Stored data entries

BEGIN

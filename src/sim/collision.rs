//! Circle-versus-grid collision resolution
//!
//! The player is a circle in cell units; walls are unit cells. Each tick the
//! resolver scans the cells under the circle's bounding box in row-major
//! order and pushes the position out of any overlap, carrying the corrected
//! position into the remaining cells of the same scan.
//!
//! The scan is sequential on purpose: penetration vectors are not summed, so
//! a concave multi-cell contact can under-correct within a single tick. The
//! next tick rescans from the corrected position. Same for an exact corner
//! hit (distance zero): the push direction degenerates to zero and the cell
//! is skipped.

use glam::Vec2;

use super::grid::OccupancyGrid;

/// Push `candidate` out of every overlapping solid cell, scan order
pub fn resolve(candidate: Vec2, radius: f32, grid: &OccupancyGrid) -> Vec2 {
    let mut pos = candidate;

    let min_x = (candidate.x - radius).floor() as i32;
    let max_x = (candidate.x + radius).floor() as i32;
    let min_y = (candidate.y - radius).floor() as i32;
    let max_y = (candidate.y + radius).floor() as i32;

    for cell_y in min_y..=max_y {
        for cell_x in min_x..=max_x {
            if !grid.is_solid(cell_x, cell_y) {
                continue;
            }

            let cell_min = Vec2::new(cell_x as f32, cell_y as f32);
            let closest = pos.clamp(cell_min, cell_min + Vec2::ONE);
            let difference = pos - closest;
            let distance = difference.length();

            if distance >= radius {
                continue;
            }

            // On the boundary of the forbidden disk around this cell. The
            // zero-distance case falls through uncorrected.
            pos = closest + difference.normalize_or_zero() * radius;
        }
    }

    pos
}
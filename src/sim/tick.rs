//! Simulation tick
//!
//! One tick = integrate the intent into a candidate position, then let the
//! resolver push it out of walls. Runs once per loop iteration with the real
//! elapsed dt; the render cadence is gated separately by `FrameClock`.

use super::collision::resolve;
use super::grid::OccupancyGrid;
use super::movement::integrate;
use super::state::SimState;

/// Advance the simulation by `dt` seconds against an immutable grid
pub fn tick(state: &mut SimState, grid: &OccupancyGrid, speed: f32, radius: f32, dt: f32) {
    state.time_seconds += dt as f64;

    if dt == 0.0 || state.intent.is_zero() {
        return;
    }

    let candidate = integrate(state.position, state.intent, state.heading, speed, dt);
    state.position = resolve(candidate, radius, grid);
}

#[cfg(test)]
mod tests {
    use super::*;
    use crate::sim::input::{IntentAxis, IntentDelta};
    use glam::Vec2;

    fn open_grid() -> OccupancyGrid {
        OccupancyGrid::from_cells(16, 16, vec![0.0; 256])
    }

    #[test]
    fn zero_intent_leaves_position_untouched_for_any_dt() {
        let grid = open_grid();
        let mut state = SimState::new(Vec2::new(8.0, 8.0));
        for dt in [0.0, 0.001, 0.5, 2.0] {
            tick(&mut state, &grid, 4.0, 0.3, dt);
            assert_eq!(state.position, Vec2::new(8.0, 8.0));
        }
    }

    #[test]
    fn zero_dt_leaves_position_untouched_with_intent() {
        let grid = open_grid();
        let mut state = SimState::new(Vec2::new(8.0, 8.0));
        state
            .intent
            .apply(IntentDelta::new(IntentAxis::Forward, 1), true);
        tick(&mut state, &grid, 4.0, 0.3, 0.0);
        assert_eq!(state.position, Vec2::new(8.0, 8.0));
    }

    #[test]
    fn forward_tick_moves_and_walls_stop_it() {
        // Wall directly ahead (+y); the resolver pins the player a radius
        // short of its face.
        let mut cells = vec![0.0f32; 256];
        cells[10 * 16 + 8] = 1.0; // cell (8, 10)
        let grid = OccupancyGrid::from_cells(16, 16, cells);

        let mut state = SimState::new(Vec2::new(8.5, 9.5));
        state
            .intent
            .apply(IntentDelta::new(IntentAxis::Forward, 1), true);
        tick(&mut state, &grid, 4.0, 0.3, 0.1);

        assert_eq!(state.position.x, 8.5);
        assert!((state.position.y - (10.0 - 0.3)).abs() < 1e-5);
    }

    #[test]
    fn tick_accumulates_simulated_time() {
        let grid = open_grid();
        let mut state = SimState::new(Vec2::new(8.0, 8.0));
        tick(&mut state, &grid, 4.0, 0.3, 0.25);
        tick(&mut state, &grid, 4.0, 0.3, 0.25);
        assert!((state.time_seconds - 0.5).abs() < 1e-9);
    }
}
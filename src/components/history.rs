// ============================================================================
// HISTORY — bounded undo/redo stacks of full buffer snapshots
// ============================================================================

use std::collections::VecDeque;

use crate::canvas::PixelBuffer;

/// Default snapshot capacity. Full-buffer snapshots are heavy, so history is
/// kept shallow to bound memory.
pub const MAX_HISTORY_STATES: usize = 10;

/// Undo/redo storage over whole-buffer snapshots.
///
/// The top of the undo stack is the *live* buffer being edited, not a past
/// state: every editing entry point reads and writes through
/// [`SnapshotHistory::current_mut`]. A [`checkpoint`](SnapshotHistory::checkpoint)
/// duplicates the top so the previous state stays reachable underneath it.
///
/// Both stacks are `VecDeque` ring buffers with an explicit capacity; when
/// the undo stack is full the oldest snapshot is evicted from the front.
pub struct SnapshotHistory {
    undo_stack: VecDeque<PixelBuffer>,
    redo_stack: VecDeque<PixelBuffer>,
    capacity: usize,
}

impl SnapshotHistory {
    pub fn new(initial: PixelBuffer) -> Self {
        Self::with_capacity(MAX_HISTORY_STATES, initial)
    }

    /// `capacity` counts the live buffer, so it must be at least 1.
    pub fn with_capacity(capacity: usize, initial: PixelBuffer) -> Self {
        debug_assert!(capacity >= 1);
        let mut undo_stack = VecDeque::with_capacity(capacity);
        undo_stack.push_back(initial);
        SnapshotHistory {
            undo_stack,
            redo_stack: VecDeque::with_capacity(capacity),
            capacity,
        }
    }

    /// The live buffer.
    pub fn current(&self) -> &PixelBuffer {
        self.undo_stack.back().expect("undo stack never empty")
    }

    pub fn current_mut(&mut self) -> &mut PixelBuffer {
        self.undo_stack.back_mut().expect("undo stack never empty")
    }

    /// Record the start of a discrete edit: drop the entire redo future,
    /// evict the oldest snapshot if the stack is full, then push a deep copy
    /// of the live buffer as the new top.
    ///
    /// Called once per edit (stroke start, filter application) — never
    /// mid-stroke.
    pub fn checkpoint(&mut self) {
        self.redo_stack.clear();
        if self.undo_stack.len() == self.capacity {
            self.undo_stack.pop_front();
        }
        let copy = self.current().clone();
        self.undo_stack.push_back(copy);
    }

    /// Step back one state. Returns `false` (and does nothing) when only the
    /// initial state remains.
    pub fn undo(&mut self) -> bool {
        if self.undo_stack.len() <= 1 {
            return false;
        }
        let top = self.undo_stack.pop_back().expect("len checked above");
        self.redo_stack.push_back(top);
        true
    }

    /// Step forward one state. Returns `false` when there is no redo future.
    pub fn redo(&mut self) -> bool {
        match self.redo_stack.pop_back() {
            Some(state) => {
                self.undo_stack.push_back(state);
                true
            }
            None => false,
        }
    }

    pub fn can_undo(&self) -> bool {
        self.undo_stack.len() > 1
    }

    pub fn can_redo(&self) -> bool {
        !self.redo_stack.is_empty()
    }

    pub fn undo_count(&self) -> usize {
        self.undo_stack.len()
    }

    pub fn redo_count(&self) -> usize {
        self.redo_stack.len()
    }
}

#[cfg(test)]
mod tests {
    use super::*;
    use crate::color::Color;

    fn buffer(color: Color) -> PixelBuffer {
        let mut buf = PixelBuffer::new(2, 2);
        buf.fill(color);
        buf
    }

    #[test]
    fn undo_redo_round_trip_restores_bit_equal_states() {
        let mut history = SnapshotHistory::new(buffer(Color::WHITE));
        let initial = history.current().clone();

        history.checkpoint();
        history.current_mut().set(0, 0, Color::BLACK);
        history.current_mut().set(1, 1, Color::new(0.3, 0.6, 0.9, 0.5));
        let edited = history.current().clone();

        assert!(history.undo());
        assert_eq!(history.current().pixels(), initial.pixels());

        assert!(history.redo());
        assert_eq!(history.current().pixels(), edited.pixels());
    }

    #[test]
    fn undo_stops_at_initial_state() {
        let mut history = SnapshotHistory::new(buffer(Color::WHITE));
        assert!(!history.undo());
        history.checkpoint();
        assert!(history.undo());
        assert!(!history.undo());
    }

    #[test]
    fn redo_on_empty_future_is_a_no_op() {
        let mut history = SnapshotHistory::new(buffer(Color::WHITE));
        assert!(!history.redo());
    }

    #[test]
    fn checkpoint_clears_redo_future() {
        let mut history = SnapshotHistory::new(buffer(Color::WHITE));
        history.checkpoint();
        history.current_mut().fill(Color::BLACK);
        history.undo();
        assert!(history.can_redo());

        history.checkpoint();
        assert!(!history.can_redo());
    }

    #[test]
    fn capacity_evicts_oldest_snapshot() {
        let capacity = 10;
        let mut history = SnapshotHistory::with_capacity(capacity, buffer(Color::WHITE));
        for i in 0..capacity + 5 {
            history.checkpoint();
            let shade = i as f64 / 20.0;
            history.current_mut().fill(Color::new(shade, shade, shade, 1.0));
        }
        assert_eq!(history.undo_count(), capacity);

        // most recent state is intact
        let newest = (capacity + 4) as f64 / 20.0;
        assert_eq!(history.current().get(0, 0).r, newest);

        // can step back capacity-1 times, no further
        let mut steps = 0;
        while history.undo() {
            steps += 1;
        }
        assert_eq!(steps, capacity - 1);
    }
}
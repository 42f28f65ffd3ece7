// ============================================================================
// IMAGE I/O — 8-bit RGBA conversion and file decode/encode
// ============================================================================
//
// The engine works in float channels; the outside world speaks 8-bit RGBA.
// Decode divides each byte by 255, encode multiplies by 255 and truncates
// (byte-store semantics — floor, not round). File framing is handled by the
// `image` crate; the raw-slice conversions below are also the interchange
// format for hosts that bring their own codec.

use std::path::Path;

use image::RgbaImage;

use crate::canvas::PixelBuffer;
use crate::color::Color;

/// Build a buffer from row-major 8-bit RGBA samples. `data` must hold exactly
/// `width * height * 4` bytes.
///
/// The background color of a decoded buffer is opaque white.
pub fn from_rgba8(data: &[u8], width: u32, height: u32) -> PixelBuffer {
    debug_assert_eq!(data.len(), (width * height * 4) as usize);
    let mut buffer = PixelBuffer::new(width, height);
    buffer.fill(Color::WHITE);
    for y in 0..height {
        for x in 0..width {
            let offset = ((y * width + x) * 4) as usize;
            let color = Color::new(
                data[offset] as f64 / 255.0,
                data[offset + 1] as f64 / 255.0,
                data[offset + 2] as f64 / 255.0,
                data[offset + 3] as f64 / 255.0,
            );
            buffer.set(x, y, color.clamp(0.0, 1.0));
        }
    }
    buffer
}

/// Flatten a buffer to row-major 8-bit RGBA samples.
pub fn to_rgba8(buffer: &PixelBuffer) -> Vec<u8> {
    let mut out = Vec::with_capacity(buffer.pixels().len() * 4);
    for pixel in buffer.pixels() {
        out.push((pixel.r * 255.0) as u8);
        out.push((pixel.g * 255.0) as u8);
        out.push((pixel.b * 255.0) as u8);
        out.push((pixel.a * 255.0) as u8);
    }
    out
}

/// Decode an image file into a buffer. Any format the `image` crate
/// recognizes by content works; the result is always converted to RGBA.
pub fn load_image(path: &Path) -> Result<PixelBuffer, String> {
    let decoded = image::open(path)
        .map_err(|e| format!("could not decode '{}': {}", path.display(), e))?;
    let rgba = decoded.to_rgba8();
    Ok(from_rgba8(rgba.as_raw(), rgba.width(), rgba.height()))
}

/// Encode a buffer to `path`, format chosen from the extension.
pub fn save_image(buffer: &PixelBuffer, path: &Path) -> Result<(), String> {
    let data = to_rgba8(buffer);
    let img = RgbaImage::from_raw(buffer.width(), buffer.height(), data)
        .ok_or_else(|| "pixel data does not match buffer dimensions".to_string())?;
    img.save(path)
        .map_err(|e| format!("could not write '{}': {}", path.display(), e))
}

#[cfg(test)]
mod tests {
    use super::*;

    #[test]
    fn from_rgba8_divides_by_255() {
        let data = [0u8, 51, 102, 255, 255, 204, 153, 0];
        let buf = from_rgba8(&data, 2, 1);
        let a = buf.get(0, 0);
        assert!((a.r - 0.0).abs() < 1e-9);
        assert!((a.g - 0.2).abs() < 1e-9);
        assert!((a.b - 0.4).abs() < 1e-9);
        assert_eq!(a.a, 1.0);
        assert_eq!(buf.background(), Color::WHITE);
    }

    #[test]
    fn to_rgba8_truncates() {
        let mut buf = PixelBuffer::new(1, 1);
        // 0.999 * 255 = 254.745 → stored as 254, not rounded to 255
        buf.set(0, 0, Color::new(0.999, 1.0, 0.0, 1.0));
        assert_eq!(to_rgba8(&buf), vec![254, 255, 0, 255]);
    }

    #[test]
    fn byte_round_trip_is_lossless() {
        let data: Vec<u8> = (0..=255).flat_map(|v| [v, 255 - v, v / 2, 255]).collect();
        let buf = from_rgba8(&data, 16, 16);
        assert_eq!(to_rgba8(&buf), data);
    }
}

END

> What is required
Every line above with the string "steps" in it needs to be copied.

> Result of this task
        let mut steps = 0;
            steps += 1;
        assert_eq!(steps, capacity - 1);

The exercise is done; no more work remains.